▶ _RECORDS FOR THIS TASK_

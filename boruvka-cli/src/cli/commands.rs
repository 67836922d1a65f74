//! Command implementations, argument parsing and report rendering.

use std::fs::File;
use std::io::{self, BufReader, Write};
use std::path::{Path, PathBuf};

use boruvka_core::{
    Edge, Graph, GraphError, GraphErrorCode, RoundReport, compute_mst_with_observer,
};
use clap::{Args, Parser, Subcommand, ValueEnum};
use serde::Serialize;
use thiserror::Error;
use tracing::{Span, field, info, instrument};

use super::edge_list::{EdgeListError, parse_edge_list};

/// Top-level CLI options parsed by [`clap`].
#[derive(Debug, Parser, Clone)]
#[command(
    name = "boruvka",
    about = "Compute minimum spanning trees with Borůvka's algorithm."
)]
pub struct Cli {
    /// Report format written to stdout.
    #[arg(long, value_enum, default_value_t = OutputFormat::Human, global = true)]
    pub format: OutputFormat,

    /// Command to execute.
    #[command(subcommand)]
    pub command: Command,
}

/// Supported CLI commands.
#[derive(Debug, Subcommand, Clone)]
pub enum Command {
    /// Compute the MST of an edge-list file.
    Run(RunCommand),
    /// Compute the MST of the built-in nine-vertex example graph.
    Example,
}

/// Options accepted by the `run` command.
#[derive(Debug, Args, Clone)]
pub struct RunCommand {
    /// Edge-list file: a vertex count line followed by `source target weight`
    /// lines. `#` starts a comment.
    pub path: PathBuf,
}

/// Report formats.
#[derive(Debug, Clone, Copy, Default, Eq, PartialEq, ValueEnum)]
pub enum OutputFormat {
    /// Round-by-round text report.
    #[default]
    Human,
    /// A single JSON document.
    Json,
}

/// Errors surfaced while executing CLI commands.
#[derive(Debug, Error)]
pub enum CliError {
    /// The edge-list file could not be opened.
    #[error("failed to open `{path}`: {source}")]
    Io {
        /// Path that triggered the failure.
        path: PathBuf,
        /// Underlying operating system error.
        #[source]
        source: io::Error,
    },
    /// The edge-list file was malformed.
    #[error("failed to read edge list `{path}`: {source}")]
    EdgeList {
        /// Path of the malformed file.
        path: PathBuf,
        /// Parse or validation failure.
        #[source]
        source: EdgeListError,
    },
    /// The built-in example failed validation.
    #[error(transparent)]
    Graph(#[from] GraphError),
}

impl CliError {
    /// Returns the graph validation code when an edge was rejected.
    #[must_use]
    pub fn graph_code(&self) -> Option<GraphErrorCode> {
        match self {
            Self::EdgeList {
                source: EdgeListError::InvalidEdge { source, .. },
                ..
            }
            | Self::Graph(source) => Some(source.code()),
            _ => None,
        }
    }
}

/// One forest edge as reported to the user.
#[derive(Debug, Clone, Copy, PartialEq, Serialize)]
pub struct EdgeSummary {
    /// Lower endpoint.
    pub source: usize,
    /// Higher endpoint.
    pub target: usize,
    /// Edge weight.
    pub weight: f64,
}

impl From<&Edge> for EdgeSummary {
    fn from(edge: &Edge) -> Self {
        Self {
            source: edge.source(),
            target: edge.target(),
            weight: edge.weight(),
        }
    }
}

/// What one productive round contributed.
#[derive(Debug, Clone, PartialEq, Serialize)]
pub struct RoundSummary {
    /// 1-based round index.
    pub round: usize,
    /// Edges accepted this round, in acceptance order.
    pub added: Vec<EdgeSummary>,
    /// Forest weight after the round.
    pub total_weight: f64,
    /// Components left after the round.
    pub component_count: usize,
}

impl From<&RoundReport<'_>> for RoundSummary {
    fn from(report: &RoundReport<'_>) -> Self {
        Self {
            round: report.round(),
            added: report.added().iter().map(EdgeSummary::from).collect(),
            total_weight: report.total_weight(),
            component_count: report.component_count(),
        }
    }
}

/// Summarises the outcome of executing a CLI command.
#[derive(Debug, Clone, PartialEq, Serialize)]
pub struct ExecutionSummary {
    /// Number of vertices in the input graph.
    pub vertex_count: usize,
    /// Number of edges in the input graph.
    pub edge_count: usize,
    /// Per-round progress.
    pub rounds: Vec<RoundSummary>,
    /// Forest edges sorted by `(source, target)`.
    pub edges: Vec<EdgeSummary>,
    /// Sum of the forest edge weights.
    pub total_weight: f64,
    /// Components in the resulting forest; `1` means a spanning tree.
    pub component_count: usize,
}

/// Executes the CLI command represented by `cli`.
///
/// # Errors
/// Returns [`CliError`] when the input cannot be read or is invalid.
///
/// # Examples
/// ```
/// use boruvka_cli::cli::{Cli, Command, OutputFormat, run_cli};
///
/// let cli = Cli {
///     format: OutputFormat::Human,
///     command: Command::Example,
/// };
/// let summary = run_cli(cli)?;
/// assert_eq!(summary.total_weight, 29.0);
/// assert_eq!(summary.rounds.len(), 2);
/// # Ok::<(), boruvka_cli::cli::CliError>(())
/// ```
#[instrument(
    name = "cli.run",
    err,
    skip(cli),
    fields(command = field::Empty),
)]
pub fn run_cli(cli: Cli) -> Result<ExecutionSummary, CliError> {
    let span = Span::current();
    let graph = match cli.command {
        Command::Run(run) => {
            span.record("command", field::display("run"));
            load_graph(&run.path)?
        }
        Command::Example => {
            span.record("command", field::display("example"));
            example_graph()?
        }
    };

    let summary = summarise(&graph);
    info!(
        vertices = summary.vertex_count,
        rounds = summary.rounds.len(),
        weight = summary.total_weight,
        "command completed"
    );
    Ok(summary)
}

#[instrument(name = "cli.load_graph", err, skip_all, fields(path = %path.display()))]
pub(super) fn load_graph(path: &Path) -> Result<Graph, CliError> {
    let file = File::open(path).map_err(|source| CliError::Io {
        path: path.to_path_buf(),
        source,
    })?;
    parse_edge_list(BufReader::new(file)).map_err(|source| CliError::EdgeList {
        path: path.to_path_buf(),
        source,
    })
}

pub(super) fn summarise(graph: &Graph) -> ExecutionSummary {
    let mut rounds = Vec::new();
    let forest = compute_mst_with_observer(graph, &mut |report: &RoundReport<'_>| {
        rounds.push(RoundSummary::from(report));
    });

    let mut edges: Vec<EdgeSummary> = forest.edges().iter().map(EdgeSummary::from).collect();
    edges.sort_by(|left, right| {
        (left.source, left.target)
            .cmp(&(right.source, right.target))
            .then(left.weight.total_cmp(&right.weight))
    });

    ExecutionSummary {
        vertex_count: graph.vertex_count(),
        edge_count: graph.edge_count(),
        rounds,
        edges,
        total_weight: forest.total_weight(),
        component_count: forest.component_count(),
    }
}

/// Builds the nine-vertex, fifteen-edge demonstration graph.
///
/// Its minimum spanning tree weighs 29 and is found in two rounds.
///
/// # Errors
/// Never fails in practice; the signature mirrors [`Graph::from_edges`].
pub fn example_graph() -> Result<Graph, GraphError> {
    Graph::from_edges(
        9,
        [
            (0, 1, 4.0),
            (0, 6, 7.0),
            (1, 6, 11.0),
            (1, 7, 20.0),
            (1, 2, 9.0),
            (2, 3, 6.0),
            (2, 4, 2.0),
            (3, 4, 10.0),
            (3, 5, 5.0),
            (4, 5, 15.0),
            (4, 7, 1.0),
            (4, 8, 5.0),
            (5, 8, 12.0),
            (6, 7, 1.0),
            (7, 8, 3.0),
        ],
    )
}

/// Renders `summary` to `writer` in the requested format.
///
/// # Errors
/// Returns [`io::Error`] if writing or JSON encoding fails.
///
/// # Examples
/// ```
/// # use boruvka_cli::cli::{Cli, Command, OutputFormat, render_summary, run_cli};
/// # fn main() -> Result<(), Box<dyn std::error::Error>> {
/// let summary = run_cli(Cli { format: OutputFormat::Human, command: Command::Example })?;
/// let mut buffer = Vec::new();
/// render_summary(&summary, OutputFormat::Human, &mut buffer)?;
/// assert!(String::from_utf8(buffer)?.ends_with("total weight: 29\n"));
/// # Ok(())
/// # }
/// ```
pub fn render_summary(
    summary: &ExecutionSummary,
    format: OutputFormat,
    mut writer: impl Write,
) -> io::Result<()> {
    match format {
        OutputFormat::Human => render_human(summary, &mut writer),
        OutputFormat::Json => {
            serde_json::to_writer_pretty(&mut writer, summary)?;
            writeln!(writer)
        }
    }
}

fn render_human(summary: &ExecutionSummary, writer: &mut impl Write) -> io::Result<()> {
    writeln!(
        writer,
        "graph: {} vertices, {} edges",
        summary.vertex_count, summary.edge_count
    )?;

    for round in &summary.rounds {
        writeln!(writer)?;
        writeln!(writer, "round {}:", round.round)?;
        for edge in &round.added {
            writeln!(
                writer,
                "  added {} - {} (weight {})",
                edge.source, edge.target, edge.weight
            )?;
        }
        writeln!(writer, "  weight so far: {}", round.total_weight)?;
        writeln!(writer, "  components: {}", round.component_count)?;
    }

    writeln!(writer)?;
    if summary.component_count > 1 {
        writeln!(
            writer,
            "minimum spanning forest ({} components):",
            summary.component_count
        )?;
    } else {
        writeln!(writer, "minimum spanning tree:")?;
    }
    for edge in &summary.edges {
        writeln!(writer, "  ({}, {}, {})", edge.source, edge.target, edge.weight)?;
    }
    writeln!(writer, "total weight: {}", summary.total_weight)
}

▶ _EXERCISE BRIEF_
After locating the line that contains "the malformed file.", please copy exactly every line from the start of the records through it, and nothing else.

▶ _THE COMPLETED TASK_
filename boruvka-cli/src/cli/commands.rs
repository 67836922d1a65f74
//! Command implementations, argument parsing and report rendering.

use std::fs::File;
use std::io::{self, BufReader, Write};
use std::path::{Path, PathBuf};

use boruvka_core::{
    Edge, Graph, GraphError, GraphErrorCode, RoundReport, compute_mst_with_observer,
};
use clap::{Args, Parser, Subcommand, ValueEnum};
use serde::Serialize;
use thiserror::Error;
use tracing::{Span, field, info, instrument};

use super::edge_list::{EdgeListError, parse_edge_list};

/// Top-level CLI options parsed by [`clap`].
#[derive(Debug, Parser, Clone)]
#[command(
    name = "boruvka",
    about = "Compute minimum spanning trees with Borůvka's algorithm."
)]
pub struct Cli {
    /// Report format written to stdout.
    #[arg(long, value_enum, default_value_t = OutputFormat::Human, global = true)]
    pub format: OutputFormat,

    /// Command to execute.
    #[command(subcommand)]
    pub command: Command,
}

/// Supported CLI commands.
#[derive(Debug, Subcommand, Clone)]
pub enum Command {
    /// Compute the MST of an edge-list file.
    Run(RunCommand),
    /// Compute the MST of the built-in nine-vertex example graph.
    Example,
}

/// Options accepted by the `run` command.
#[derive(Debug, Args, Clone)]
pub struct RunCommand {
    /// Edge-list file: a vertex count line followed by `source target weight`
    /// lines. `#` starts a comment.
    pub path: PathBuf,
}

/// Report formats.
#[derive(Debug, Clone, Copy, Default, Eq, PartialEq, ValueEnum)]
pub enum OutputFormat {
    /// Round-by-round text report.
    #[default]
    Human,
    /// A single JSON document.
    Json,
}

/// Errors surfaced while executing CLI commands.
#[derive(Debug, Error)]
pub enum CliError {
    /// The edge-list file could not be opened.
    #[error("failed to open `{path}`: {source}")]
    Io {
        /// Path that triggered the failure.
        path: PathBuf,
        /// Underlying operating system error.
        #[source]
        source: io::Error,
    },
    /// The edge-list file was malformed.
    #[error("failed to read edge list `{path}`: {source}")]
    EdgeList {
        /// Path of the malformed file.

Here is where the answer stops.